Court grants Prosecutor’s request, revokes Catalan political prisoners’ open prison regime

Carme Forcadell is spared because her case is being handled by a different court

Catalonia’s 5th Court of penitentiary surveillance has granted the Prosecutor’s request and suspended the level 3 prison status of five of the Catalan political prisoners, effective immediate: Raül Romeva, Oriol Junqueras, Joaquim Forn, Jordi Sànchez and Jordi Cuixart. The Prosecutor’s Office for the Barcelona province filed their appeal on Tuesday morning aiming to strip six of the Catalan leaders of their level 3 status with immediate effect. Level 3 inmates are placed in an open prison regime which means they are only expected back in jail to sleep from Monday to Thursday. The Catalan political prisoners had only been moved up to level 3 on July 14.

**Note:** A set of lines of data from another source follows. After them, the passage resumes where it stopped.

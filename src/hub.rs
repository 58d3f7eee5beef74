// src/hub.rs

//! The presence hub: one task owning the connection/session indexes and
//! every routing decision.
//!
//! All mutation is serialized through the hub's inbound control-event queue,
//! so the indexes need no locks. Delivery into connection mailboxes is
//! always non-blocking: a full mailbox loses that one event and nobody else
//! is affected, so presence and broadcast traffic is best-effort.

use crate::error::SonetError;
use crate::protocol::types::{Message, OutboundEvent, SequencedReply, ServerEvent, TimelineMessage, UserInfo};
use crate::runtime::control::{ControlEvent, DomainEvent};
use crate::runtime::mailbox::MailboxSender;
use crate::session::SessionInfo;

use std::collections::{HashMap, HashSet};

use tokio::task::JoinHandle;

/// Cloneable handle used by connections and handlers to feed the hub.
#[derive(Debug, Clone)]
pub struct HubHandle {
  control_tx: async_channel::Sender<ControlEvent>,
}

impl HubHandle {
  /// Enqueues a control event, waiting if the hub queue is momentarily full.
  pub async fn send(&self, event: ControlEvent) -> Result<(), SonetError> {
    self
      .control_tx
      .send(event)
      .await
      .map_err(|_| SonetError::Internal("presence hub is gone".into()))
  }

  pub async fn broadcast(&self, event: DomainEvent) -> Result<(), SonetError> {
    self.send(ControlEvent::Broadcast(event)).await
  }

  pub async fn reply(&self, conn_id: usize, reply: SequencedReply) -> Result<(), SonetError> {
    self.send(ControlEvent::Reply { conn_id, reply }).await
  }
}

struct PresenceEntry {
  session: SessionInfo,
  mailbox: MailboxSender,
}

/// Single-owner presence state. A connection id is present in `presence` iff
/// its Connect has been processed and its Disconnect has not; `user_index`
/// is the exact inverse mapping, with empty sets pruned.
pub struct PresenceHub {
  control_rx: async_channel::Receiver<ControlEvent>,
  presence: HashMap<usize, PresenceEntry>,
  user_index: HashMap<u64, HashSet<usize>>,
}

impl PresenceHub {
  /// Creates the hub and spawns its dispatch loop.
  pub fn create_and_spawn(queue_capacity: usize) -> (HubHandle, JoinHandle<()>) {
    let (control_tx, control_rx) = async_channel::bounded(queue_capacity.max(1));
    let hub = PresenceHub {
      control_rx,
      presence: HashMap::new(),
      user_index: HashMap::new(),
    };
    let task = tokio::spawn(hub.run_dispatch_loop());
    (HubHandle { control_tx }, task)
  }

  async fn run_dispatch_loop(mut self) {
    tracing::info!("presence hub dispatch loop starting");
    while let Ok(event) = self.control_rx.recv().await {
      tracing::trace!(event = event.variant_name(), "hub processing control event");
      match event {
        ControlEvent::Connect {
          session,
          conn_id,
          mailbox,
        } => self.handle_connect(session, conn_id, mailbox),
        ControlEvent::Disconnect { session, conn_id } => self.handle_disconnect(session, conn_id),
        ControlEvent::Broadcast(domain_event) => self.handle_broadcast(domain_event),
        ControlEvent::Reply { conn_id, reply } => self.handle_reply(conn_id, reply),
      }
    }
    tracing::info!("presence hub control queue closed, dispatch loop stopping");
  }

  fn handle_connect(&mut self, session: SessionInfo, conn_id: usize, mailbox: MailboxSender) {
    // Snapshot of who is online right now, before the new connection joins.
    let users: Vec<UserInfo> = self
      .presence
      .values()
      .map(|entry| UserInfo::from_session(&entry.session))
      .collect();
    Self::try_deliver(
      conn_id,
      &mailbox,
      OutboundEvent::Event(ServerEvent::OnlineUsersList { users }),
    );

    self.presence.insert(
      conn_id,
      PresenceEntry {
        session: session.clone(),
        mailbox,
      },
    );
    self.user_index.entry(session.id).or_default().insert(conn_id);
    tracing::debug!(
      conn_id,
      user = %session.name,
      user_id = session.id,
      online = self.presence.len(),
      "connection registered"
    );

    let event = ServerEvent::UserConnected(UserInfo::from_session(&session));
    self.broadcast_except(conn_id, &event);
  }

  fn handle_disconnect(&mut self, session: SessionInfo, conn_id: usize) {
    if self.presence.remove(&conn_id).is_none() {
      tracing::warn!(conn_id, "disconnect for a connection that was never registered");
      return;
    }
    if let Some(conns) = self.user_index.get_mut(&session.id) {
      conns.remove(&conn_id);
      if conns.is_empty() {
        self.user_index.remove(&session.id);
      }
    }
    tracing::debug!(
      conn_id,
      user = %session.name,
      online = self.presence.len(),
      "connection deregistered"
    );

    let event = ServerEvent::UserDisconnected(UserInfo::from_session(&session));
    self.broadcast_all(&event);
  }

  fn handle_broadcast(&mut self, event: DomainEvent) {
    match event {
      DomainEvent::NewMessage {
        user_from,
        user_to,
        ts,
        text,
      } => {
        // Each side gets its own variant: IsOut marks the direction and
        // UserFrom names the correspondent, which is what the client keys
        // its chat windows on. A self-message gets both variants.
        self.deliver_to_user(
          user_from,
          ServerEvent::NewMessage(Message {
            id: 0,
            user_from: user_to.to_string(),
            ts: ts.clone(),
            is_out: true,
            text: text.clone(),
          }),
        );
        self.deliver_to_user(
          user_to,
          ServerEvent::NewMessage(Message {
            id: 0,
            user_from: user_from.to_string(),
            ts,
            is_out: false,
            text,
          }),
        );
      }
      DomainEvent::NewTimelineStatus {
        user_id,
        user_name,
        ts,
        text,
      } => {
        // Fans out to every connected session, friend or not; persisted
        // timeline rows are friends-only.
        let event = ServerEvent::NewTimelineStatus(TimelineMessage {
          id: 0,
          user_id: user_id.to_string(),
          user_name,
          text,
          ts,
        });
        self.broadcast_all(&event);
      }
      DomainEvent::FriendRequest { user_id } => {
        self.deliver_to_user(user_id, ServerEvent::FriendRequest { user_id });
      }
    }
  }

  fn handle_reply(&self, conn_id: usize, reply: SequencedReply) {
    // Guards against replying to a connection that vanished mid-request.
    let Some(entry) = self.presence.get(&conn_id) else {
      tracing::debug!(conn_id, "dropping reply for a deregistered connection");
      return;
    };
    Self::try_deliver(conn_id, &entry.mailbox, OutboundEvent::Reply(reply));
  }

  fn deliver_to_user(&self, user_id: u64, event: ServerEvent) {
    let Some(conns) = self.user_index.get(&user_id) else {
      return;
    };
    for conn_id in conns {
      if let Some(entry) = self.presence.get(conn_id) {
        Self::try_deliver(*conn_id, &entry.mailbox, OutboundEvent::Event(event.clone()));
      }
    }
  }

  fn broadcast_all(&self, event: &ServerEvent) {
    for (conn_id, entry) in &self.presence {
      Self::try_deliver(*conn_id, &entry.mailbox, OutboundEvent::Event(event.clone()));
    }
  }

  fn broadcast_except(&self, skip_conn_id: usize, event: &ServerEvent) {
    for (conn_id, entry) in &self.presence {
      if *conn_id == skip_conn_id {
        continue;
      }
      Self::try_deliver(*conn_id, &entry.mailbox, OutboundEvent::Event(event.clone()));
    }
  }

  /// Non-blocking delivery. A full or closed mailbox drops the event for
  /// that one recipient; everyone else still gets theirs.
  fn try_deliver(conn_id: usize, mailbox: &MailboxSender, event: OutboundEvent) {
    match mailbox.try_send(event) {
      Ok(()) => {}
      Err(async_channel::TrySendError::Full(_)) => {
        tracing::trace!(conn_id, "mailbox full, dropping event");
      }
      Err(async_channel::TrySendError::Closed(_)) => {
        tracing::trace!(conn_id, "mailbox closed, dropping event");
      }
    }
  }
}
// tests/backpressure.rs
//
// Backpressure and isolation: a slow consumer loses events instead of
// stalling anyone, and one connection's failures never leak into another's
// mailbox.

mod common;

use std::time::Duration;

use common::{start_server, TestClient};
use sonet::protocol::types::{OutboundEvent, SequencedReply, ServerEvent};
use sonet::{mailbox, ControlEvent, DomainEvent, PresenceHub, SessionInfo};
use tokio::time::timeout;

const RECV_TIMEOUT: Duration = Duration::from_secs(2);

#[tokio::test]
async fn events_beyond_mailbox_capacity_are_dropped_silently() {
  let (hub, _task) = PresenceHub::create_and_spawn(32);

  // Capacity 1: the connect snapshot occupies the only slot, so everything
  // broadcast before the writer would have drained is dropped.
  let (dave_tx, dave_rx) = mailbox(1);
  hub
    .send(ControlEvent::Connect {
      session: SessionInfo::new(13, "Dave"),
      conn_id: 1,
      mailbox: dave_tx,
    })
    .await
    .unwrap();

  let (erin_tx, erin_rx) = mailbox(16);
  hub
    .send(ControlEvent::Connect {
      session: SessionInfo::new(15, "Erin"),
      conn_id: 2,
      mailbox: erin_tx,
    })
    .await
    .unwrap();

  for text in ["first", "second"] {
    hub
      .broadcast(DomainEvent::NewTimelineStatus {
        user_id: 15,
        user_name: "Erin".into(),
        ts: "1".into(),
        text: text.into(),
      })
      .await
      .unwrap();
  }

  // The hub is still fully responsive: Erin sees her snapshot and both
  // broadcasts.
  let mut erin_events = Vec::new();
  for _ in 0..3 {
    let outbound = timeout(RECV_TIMEOUT, erin_rx.recv()).await.unwrap().unwrap();
    erin_events.push(outbound);
  }
  assert!(matches!(
    erin_events[1],
    OutboundEvent::Event(ServerEvent::NewTimelineStatus(_))
  ));
  assert!(matches!(
    erin_events[2],
    OutboundEvent::Event(ServerEvent::NewTimelineStatus(_))
  ));

  // Dave's mailbox never grew past its capacity: just the snapshot.
  assert_eq!(dave_rx.len(), 1);
  assert!(matches!(
    dave_rx.try_recv().unwrap(),
    OutboundEvent::Event(ServerEvent::OnlineUsersList { .. })
  ));
  assert!(dave_rx.try_recv().is_err());
}

#[tokio::test]
async fn hub_replies_do_not_block_on_a_full_mailbox() {
  let (hub, _task) = PresenceHub::create_and_spawn(32);

  let (stuck_tx, stuck_rx) = mailbox(1);
  hub
    .send(ControlEvent::Connect {
      session: SessionInfo::new(21, "Stuck"),
      conn_id: 1,
      mailbox: stuck_tx,
    })
    .await
    .unwrap();

  // The snapshot filled the mailbox; a pile of replies must neither block
  // the hub nor raise the mailbox above its capacity.
  for seq_id in 0..50 {
    hub.reply(1, SequencedReply::error(seq_id, "dropped")).await.unwrap();
  }

  let (probe_tx, probe_rx) = mailbox(4);
  hub
    .send(ControlEvent::Connect {
      session: SessionInfo::new(22, "Probe"),
      conn_id: 2,
      mailbox: probe_tx,
    })
    .await
    .unwrap();
  let outbound = timeout(RECV_TIMEOUT, probe_rx.recv()).await.unwrap().unwrap();
  assert!(matches!(outbound, OutboundEvent::Event(ServerEvent::OnlineUsersList { .. })));

  assert_eq!(stuck_rx.len(), 1);
}

#[tokio::test]
async fn panic_on_one_connection_leaves_the_other_untouched() {
  let server = start_server().await;

  let mut alice = TestClient::connect(server.addr, 7, "Alice").await;
  alice.expect_type("EVENT_ONLINE_USERS_LIST").await;
  let mut bob = TestClient::connect(server.addr, 9, "Bob").await;
  bob.expect_type("EVENT_ONLINE_USERS_LIST").await;
  alice.expect_type("EVENT_USER_CONNECTED").await;

  // Alice's handler panics; Bob is mid-conversation and never notices.
  alice.send_request("REQUEST_BOOM", 3, "{}").await;
  bob.send_request("REQUEST_PING", 8, "{}").await;

  let reply = alice.expect_type("REPLY_ERROR").await;
  assert_eq!(reply["SeqId"], 3);
  assert_eq!(reply["Message"], "Internal error");

  let reply = bob.expect_type("REPLY_GENERIC").await;
  assert_eq!(reply["SeqId"], 8);
  assert_eq!(reply["Success"], true);

  // Both connections are still serviceable.
  alice.send_request("REQUEST_PING", 5, "{}").await;
  let reply = alice.expect_type("REPLY_GENERIC").await;
  assert_eq!(reply["SeqId"], 5);
}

Specifically, the Barcelona Prosecutor lodged an appeal against Oriol Junqueras, Carme Forcadell, Raül Romeva, Joaquim Forn, Jordi Sànchez and Jordi Cuixart. So far Jordi Turull and Josep Rull’s status has not been contested, nor has Dolors Bassas’ —who is an inmate at the Puig de les Basses facility in Girona—. The judge did not issue a judgement in Carme Forcadell’s case because the former Speaker of the Catalan parliament does no fall within the same jurisdiction as the other Catalan prisoners.

The Prosecutor claims that being classed as level 3 inmates, in some cases before having served a quarter of their sentence and shortly after being classed into level 2, might send “a message of impunity”. All six appeals are virtually identical and they reiterate earlier arguments. The Prosecutor argues that the prisoners were first granted leave in January and February by invoking article 100.2 of the Prison Service Rules and Regulations, shortly after being classed as level 2 inmates and before some of them had served a quarter of their sentence, which “is unusual for such major crimes and severe sentences”. Furthermore, some of the prisoners saw their daily leave hours extended “for no obvious reason”. “Only six months after being classed into level 2, they have been upgraded to level 3, which —far from serving the purpose of the sentences imposed— creates a feeling of total impunity in the inmate and society at large”, the appeal claims.

Incompatible progression

The Prosecutor states that such a fast progression to level 3 is “at odds” with the penalty’s purpose of retribution and general and special prevention, as well as the aim to reeducate and re-socialise. In fact, he argues that all the prisoners are guaranteed social reinsertion because prior to the facts they had a job, a family and a stable social environment. That’s why now the penalty aims to prevent and “must constitute a socially useful means to intimidate the criminal, seek retribution for their crimes and instil in the perpetrator the feeling that his actions had harmful consequences”. “Effective internment is the only way to persuade the criminal that he cannot abuse his former powers to turn his will into law”, he adds.

The Prosecutor also believes that the penalty imposed seeks to make the convicts hope to become and be able to live as law-abiding individuals and he states that none of the Catalan prisoners have come to grips with the fact that the actions they were convicted of were criminal. In fact, the Prosecutor goes on to assert that their “treatment has not evolved sufficiently” to enjoy certain penitentiary benefits and he claims that none of them have taken part in group or individual therapy to work on their crimes and “the identified deficits”. The only treatment they have sought, according to the Prosecutor, was regular outings thanks to Article 100.2, which in Forcadell’s case have already been suspended by Madrid’s Supreme Court.

Following the judgement issued on Thursday last week by the Supreme Court, the Prosecutor’s move suggests that the Catalan political prisoners will be stripped of their level 3 benefits before the weekend. By invoking section 5 of the Fifth Additional Provision of the Law of the Judiciary [LOPJ in Spanish], the Supreme Court ruled that an appeal by the Prosecutor would suffice to suspend any benefits that involved the Catalan prisoners’ release.